I love the word “brevity.” It’s quick and sharp but still flows well. It sounds like someone had the guts to let out what they wanted to say. It’s also the word Scholastic’s Art and Writing contest uses to describe flash fiction, and I’d say that’s accurate.
Before I got into my fiction “groove,” I struggled with word count. Regardless of the grade level, fiction pieces were supposed to wrap up at around 1,300 words. Usually, I grumbled through the revision process—why do I have to cut so much out? I’m barely exploring my world or my characters. What a waste.
I was stuck in description. I didn’t have a complete grasp on descriptive implication, so I just focused on things I considered interesting. For example, several of my freshman pieces mentioned their protagonists’ eyes. Who cares whether they were “seafoam green” or “warm brandy?” Details like that helped visual their physicality more, but interrupted narrative flow. I think I can chalk this up to my hesitance to go deeper. Until very recently, I avoided exploring my inner fears and insecurities in writing. I was scared of opening still-fresh wounds, so I hid behind flowing, unimportant images. Even when I had my first lesson and portfolio in flash fiction, I still fell back on layered-but-shallow imagery.

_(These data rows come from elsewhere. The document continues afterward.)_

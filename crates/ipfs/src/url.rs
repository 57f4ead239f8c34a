use url::Url;

/// Joins a path to a url the way a reasonable person would expect: the
/// path of the base url is extended by the path, regardless of trailing
/// or leading slashes.
pub fn join(url: &Url, path: &str) -> Url {
    let mut url = url.clone();
    let base = url.path().trim_end_matches('/').to_string();
    let path = path.trim_start_matches('/');
    url.set_path(&format!("{base}/{path}"));
    url
}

It didn’t work well, at first. The limit was 1,000 words, and my first draft landed at 989. It was below, but it personally wasn’t enough. I wanted—at the very least—to tell something which I felt didn’t suffer under word count. The result was something I was proud of then, sophomore year, and still see the significance of now. To break my trend of unfocused description (and, conversely, protagonists unwillingly distant from the reader), I limited character interactions to just the protagonist and his forbidden boy band love (go ahead, laugh). This was a significant step for me because I usually had the central character of my pieces interact with everyone mentioned. This limitation emphasized the most immediate, important “relationship” in the story. I also cut out all description that wasn’t observed by the protagonist himself, to ensure that every image developed an aspect of the setting, the conflict, and his character. Ironically, his homoerotic conflict intertwined with insecurity about his boring brown eyes, compared to the colors he sees in his band mates’ own. At the very least, I explored aspects of my own insecurities. I applaud myself.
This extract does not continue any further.